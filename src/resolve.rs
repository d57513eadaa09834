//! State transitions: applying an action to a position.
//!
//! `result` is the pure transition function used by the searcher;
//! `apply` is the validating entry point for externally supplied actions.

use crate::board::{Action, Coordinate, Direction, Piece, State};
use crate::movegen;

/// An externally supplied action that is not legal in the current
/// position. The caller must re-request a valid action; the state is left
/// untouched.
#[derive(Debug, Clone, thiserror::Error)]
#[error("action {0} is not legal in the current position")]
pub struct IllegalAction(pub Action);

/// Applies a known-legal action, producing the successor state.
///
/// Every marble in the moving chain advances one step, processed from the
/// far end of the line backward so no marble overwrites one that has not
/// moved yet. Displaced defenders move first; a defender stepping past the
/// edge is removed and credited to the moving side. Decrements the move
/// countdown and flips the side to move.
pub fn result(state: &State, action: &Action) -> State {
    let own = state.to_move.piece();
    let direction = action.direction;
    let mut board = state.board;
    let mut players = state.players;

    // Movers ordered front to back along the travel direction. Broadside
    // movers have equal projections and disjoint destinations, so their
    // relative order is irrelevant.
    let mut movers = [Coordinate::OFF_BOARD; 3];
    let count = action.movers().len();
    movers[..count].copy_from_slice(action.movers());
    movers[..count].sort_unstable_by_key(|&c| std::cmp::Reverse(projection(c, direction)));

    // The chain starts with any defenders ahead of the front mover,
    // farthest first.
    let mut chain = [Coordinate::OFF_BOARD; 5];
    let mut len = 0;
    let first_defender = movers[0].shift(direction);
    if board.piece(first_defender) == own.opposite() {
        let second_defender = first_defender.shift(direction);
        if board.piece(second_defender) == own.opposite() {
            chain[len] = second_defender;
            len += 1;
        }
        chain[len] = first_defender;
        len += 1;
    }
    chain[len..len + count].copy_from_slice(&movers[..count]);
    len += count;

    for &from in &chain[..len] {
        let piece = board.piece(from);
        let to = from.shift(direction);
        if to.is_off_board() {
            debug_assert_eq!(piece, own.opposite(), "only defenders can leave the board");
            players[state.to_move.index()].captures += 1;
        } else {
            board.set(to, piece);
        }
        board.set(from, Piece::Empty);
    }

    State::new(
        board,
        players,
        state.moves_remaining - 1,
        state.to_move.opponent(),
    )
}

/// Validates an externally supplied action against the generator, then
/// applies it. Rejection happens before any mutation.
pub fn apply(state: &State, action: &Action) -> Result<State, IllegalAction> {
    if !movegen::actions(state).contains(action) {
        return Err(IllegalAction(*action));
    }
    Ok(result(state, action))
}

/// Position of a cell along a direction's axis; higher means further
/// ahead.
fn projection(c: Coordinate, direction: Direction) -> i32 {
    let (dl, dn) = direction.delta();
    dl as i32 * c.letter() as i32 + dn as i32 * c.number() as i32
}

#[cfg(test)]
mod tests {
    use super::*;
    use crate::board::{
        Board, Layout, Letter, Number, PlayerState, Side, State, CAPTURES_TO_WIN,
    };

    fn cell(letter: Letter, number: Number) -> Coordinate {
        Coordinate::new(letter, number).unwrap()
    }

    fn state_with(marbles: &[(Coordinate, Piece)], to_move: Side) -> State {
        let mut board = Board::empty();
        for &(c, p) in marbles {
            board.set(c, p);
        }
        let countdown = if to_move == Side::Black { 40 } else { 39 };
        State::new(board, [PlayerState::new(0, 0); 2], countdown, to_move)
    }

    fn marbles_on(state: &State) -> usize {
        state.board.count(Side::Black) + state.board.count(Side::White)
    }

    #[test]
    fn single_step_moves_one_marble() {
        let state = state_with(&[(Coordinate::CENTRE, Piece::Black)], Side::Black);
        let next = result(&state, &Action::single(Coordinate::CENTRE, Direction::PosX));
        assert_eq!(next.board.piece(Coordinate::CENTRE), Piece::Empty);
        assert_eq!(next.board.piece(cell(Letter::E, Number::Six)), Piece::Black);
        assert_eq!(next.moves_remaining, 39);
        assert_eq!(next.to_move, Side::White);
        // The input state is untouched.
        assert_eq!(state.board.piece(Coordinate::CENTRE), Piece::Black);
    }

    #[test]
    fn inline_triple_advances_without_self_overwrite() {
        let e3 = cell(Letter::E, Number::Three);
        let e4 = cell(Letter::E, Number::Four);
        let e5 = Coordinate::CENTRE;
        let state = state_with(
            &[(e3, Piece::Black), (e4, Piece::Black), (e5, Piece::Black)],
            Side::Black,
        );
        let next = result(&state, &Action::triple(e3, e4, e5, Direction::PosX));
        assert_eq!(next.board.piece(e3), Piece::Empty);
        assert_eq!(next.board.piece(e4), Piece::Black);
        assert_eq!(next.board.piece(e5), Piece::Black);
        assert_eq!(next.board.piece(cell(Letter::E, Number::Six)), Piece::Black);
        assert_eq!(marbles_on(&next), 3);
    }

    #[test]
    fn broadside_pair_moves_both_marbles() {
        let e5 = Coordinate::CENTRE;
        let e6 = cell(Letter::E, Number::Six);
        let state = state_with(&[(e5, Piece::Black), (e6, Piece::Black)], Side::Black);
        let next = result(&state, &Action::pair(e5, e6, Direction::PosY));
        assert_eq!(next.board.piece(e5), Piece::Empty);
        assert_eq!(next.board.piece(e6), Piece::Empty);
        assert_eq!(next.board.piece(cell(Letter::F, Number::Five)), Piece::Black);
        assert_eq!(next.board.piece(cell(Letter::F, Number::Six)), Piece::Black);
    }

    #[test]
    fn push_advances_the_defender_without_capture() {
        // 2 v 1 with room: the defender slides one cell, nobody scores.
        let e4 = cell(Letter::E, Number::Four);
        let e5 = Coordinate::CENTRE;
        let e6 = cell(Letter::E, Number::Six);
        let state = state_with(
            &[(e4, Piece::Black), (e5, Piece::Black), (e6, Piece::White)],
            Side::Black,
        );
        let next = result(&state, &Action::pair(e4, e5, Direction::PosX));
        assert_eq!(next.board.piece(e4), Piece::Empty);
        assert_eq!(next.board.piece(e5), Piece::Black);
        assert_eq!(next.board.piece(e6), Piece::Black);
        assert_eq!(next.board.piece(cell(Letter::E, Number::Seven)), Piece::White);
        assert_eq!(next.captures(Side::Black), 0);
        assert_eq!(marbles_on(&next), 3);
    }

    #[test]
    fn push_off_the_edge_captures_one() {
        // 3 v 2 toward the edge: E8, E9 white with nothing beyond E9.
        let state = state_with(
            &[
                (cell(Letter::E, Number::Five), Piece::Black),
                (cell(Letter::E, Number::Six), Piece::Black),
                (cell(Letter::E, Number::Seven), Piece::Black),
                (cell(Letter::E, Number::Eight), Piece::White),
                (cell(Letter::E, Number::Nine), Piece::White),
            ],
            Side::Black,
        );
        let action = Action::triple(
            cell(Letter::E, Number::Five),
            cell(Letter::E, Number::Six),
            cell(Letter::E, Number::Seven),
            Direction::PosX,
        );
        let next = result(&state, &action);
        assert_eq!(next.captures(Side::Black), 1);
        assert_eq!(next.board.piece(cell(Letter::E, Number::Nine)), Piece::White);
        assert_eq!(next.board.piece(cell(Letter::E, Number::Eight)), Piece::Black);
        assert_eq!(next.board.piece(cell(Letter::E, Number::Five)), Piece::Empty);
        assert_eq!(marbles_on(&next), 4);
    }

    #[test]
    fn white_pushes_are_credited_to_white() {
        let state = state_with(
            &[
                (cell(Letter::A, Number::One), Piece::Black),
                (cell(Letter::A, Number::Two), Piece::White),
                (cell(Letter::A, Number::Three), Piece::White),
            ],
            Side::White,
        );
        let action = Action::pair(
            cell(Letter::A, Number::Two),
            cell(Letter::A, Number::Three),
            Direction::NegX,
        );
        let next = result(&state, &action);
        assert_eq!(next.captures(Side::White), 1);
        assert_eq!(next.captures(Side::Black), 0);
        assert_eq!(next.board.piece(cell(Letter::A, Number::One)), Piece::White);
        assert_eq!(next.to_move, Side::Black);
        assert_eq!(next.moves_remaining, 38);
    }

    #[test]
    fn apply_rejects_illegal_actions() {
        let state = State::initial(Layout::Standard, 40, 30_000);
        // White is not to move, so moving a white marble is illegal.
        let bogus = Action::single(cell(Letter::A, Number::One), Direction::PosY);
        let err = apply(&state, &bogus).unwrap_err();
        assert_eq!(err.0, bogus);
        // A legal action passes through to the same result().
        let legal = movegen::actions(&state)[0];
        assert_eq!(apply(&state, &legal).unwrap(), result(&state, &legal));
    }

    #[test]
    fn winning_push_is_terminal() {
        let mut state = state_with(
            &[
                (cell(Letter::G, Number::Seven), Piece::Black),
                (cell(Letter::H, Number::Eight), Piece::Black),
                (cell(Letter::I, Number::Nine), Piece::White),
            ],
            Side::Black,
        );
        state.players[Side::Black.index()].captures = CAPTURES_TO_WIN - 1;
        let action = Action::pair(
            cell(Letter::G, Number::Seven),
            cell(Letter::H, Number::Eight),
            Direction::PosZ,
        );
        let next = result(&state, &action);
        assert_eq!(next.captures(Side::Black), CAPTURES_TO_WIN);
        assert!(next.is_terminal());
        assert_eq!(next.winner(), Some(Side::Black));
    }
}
==
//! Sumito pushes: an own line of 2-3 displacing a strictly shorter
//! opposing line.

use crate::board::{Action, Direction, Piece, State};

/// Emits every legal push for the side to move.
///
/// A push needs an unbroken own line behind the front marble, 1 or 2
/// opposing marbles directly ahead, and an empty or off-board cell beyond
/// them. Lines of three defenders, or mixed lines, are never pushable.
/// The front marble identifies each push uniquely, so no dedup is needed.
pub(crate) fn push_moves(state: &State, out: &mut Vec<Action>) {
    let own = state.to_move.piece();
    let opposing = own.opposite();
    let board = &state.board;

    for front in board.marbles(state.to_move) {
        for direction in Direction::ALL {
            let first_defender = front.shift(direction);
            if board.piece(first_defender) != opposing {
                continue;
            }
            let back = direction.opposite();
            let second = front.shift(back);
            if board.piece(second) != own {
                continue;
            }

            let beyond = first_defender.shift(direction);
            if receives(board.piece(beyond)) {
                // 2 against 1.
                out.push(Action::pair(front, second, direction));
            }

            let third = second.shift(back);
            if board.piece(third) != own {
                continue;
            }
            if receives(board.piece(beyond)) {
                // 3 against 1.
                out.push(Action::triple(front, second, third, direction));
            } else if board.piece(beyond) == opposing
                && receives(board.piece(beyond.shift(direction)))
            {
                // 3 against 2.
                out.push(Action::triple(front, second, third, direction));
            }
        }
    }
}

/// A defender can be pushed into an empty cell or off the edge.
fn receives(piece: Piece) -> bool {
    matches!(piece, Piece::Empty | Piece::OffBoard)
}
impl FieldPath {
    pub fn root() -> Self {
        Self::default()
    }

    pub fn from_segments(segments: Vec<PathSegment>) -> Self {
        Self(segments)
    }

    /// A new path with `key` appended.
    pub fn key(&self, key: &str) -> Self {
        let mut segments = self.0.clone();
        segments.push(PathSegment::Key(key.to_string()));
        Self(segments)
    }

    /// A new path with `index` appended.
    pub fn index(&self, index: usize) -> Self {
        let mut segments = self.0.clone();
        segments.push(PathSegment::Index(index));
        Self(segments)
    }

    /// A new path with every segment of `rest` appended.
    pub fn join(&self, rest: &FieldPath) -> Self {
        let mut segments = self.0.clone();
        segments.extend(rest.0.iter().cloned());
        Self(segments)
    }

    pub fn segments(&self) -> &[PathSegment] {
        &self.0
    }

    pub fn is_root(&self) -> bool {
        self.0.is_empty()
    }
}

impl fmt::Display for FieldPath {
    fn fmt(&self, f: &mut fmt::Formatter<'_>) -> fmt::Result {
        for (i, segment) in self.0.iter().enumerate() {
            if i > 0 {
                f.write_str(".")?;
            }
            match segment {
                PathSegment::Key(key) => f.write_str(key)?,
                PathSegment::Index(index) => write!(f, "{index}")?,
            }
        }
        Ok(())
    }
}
* * *
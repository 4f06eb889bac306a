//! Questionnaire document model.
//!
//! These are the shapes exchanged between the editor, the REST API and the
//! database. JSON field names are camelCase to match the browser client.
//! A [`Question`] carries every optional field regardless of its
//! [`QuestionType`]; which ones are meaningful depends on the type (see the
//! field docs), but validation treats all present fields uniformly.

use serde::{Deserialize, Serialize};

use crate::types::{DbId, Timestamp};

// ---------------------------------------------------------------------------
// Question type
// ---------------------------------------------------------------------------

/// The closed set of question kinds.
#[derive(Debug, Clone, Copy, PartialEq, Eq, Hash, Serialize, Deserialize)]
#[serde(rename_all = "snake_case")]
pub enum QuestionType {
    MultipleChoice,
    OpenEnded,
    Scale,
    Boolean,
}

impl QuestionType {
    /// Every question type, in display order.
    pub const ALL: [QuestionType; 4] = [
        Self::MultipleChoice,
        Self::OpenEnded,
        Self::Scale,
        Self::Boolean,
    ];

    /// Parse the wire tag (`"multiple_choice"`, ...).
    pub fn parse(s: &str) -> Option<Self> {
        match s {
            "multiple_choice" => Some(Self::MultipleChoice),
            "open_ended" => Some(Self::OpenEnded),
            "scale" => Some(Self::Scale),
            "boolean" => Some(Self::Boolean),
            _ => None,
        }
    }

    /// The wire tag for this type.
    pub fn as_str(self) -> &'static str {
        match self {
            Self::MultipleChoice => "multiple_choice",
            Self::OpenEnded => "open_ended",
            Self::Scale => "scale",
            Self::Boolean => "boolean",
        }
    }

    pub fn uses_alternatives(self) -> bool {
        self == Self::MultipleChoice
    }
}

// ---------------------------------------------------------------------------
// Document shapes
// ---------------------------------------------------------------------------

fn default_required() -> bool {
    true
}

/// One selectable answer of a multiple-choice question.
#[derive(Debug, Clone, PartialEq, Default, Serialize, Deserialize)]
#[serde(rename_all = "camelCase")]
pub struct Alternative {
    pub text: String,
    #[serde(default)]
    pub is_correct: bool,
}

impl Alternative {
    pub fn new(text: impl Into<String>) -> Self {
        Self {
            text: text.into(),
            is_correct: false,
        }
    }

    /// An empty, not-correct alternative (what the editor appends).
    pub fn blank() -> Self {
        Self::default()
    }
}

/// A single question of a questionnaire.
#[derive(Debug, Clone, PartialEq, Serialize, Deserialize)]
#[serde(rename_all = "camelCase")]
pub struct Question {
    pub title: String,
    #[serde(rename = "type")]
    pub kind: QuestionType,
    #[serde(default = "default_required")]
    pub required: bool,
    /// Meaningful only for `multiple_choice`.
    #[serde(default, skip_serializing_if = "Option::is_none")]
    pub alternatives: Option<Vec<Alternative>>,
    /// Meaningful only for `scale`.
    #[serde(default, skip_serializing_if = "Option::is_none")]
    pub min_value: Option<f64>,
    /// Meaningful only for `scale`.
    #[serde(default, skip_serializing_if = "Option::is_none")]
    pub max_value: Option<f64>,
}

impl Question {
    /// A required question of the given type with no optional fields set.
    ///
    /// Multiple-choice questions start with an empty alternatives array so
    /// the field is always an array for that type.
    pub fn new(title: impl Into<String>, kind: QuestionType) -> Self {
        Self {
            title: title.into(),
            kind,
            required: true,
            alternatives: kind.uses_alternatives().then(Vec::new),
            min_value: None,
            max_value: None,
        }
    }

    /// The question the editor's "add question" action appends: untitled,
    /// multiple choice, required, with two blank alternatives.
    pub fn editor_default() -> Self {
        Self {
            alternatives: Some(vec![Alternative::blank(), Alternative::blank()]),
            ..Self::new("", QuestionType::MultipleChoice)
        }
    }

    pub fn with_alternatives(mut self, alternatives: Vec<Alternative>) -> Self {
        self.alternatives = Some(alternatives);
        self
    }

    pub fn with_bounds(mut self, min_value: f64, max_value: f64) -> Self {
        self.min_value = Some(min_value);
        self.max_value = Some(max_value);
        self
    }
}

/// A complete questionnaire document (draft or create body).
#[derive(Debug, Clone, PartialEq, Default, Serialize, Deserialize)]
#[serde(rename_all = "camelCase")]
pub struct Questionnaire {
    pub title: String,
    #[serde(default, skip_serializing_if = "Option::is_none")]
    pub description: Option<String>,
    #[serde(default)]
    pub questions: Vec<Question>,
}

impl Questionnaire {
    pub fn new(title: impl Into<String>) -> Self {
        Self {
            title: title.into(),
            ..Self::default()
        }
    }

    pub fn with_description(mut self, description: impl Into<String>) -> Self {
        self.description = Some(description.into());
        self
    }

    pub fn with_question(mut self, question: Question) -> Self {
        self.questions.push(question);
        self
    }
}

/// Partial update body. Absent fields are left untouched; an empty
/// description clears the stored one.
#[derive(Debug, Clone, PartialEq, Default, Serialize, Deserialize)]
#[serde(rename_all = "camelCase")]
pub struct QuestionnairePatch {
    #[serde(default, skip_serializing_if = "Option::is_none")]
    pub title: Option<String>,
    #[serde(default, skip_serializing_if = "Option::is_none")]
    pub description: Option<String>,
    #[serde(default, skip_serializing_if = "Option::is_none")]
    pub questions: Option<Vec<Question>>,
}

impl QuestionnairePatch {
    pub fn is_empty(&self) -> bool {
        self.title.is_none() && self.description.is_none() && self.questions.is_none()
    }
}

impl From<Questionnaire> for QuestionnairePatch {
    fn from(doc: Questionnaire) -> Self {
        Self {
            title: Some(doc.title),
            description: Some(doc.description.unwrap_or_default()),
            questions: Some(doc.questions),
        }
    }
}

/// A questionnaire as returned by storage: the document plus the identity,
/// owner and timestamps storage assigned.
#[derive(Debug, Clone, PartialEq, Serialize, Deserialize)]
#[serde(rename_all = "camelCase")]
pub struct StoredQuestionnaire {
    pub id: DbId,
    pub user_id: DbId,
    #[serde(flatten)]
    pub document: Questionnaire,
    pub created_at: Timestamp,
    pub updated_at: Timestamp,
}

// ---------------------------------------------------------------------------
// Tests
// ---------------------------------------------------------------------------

Task directions - Of the lines above, retype only those from the line containing "dedup is needed." through the line containing "2 against 1.", including both, exactly.

Exercise output -
/// The front marble identifies each push uniquely, so no dedup is needed.
pub(crate) fn push_moves(state: &State, out: &mut Vec<Action>) {
    let own = state.to_move.piece();
    let opposing = own.opposite();
    let board = &state.board;

    for front in board.marbles(state.to_move) {
        for direction in Direction::ALL {
            let first_defender = front.shift(direction);
            if board.piece(first_defender) != opposing {
                continue;
            }
            let back = direction.opposite();
            let second = front.shift(back);
            if board.piece(second) != own {
                continue;
            }

            let beyond = first_defender.shift(direction);
            if receives(board.piece(beyond)) {
                // 2 against 1.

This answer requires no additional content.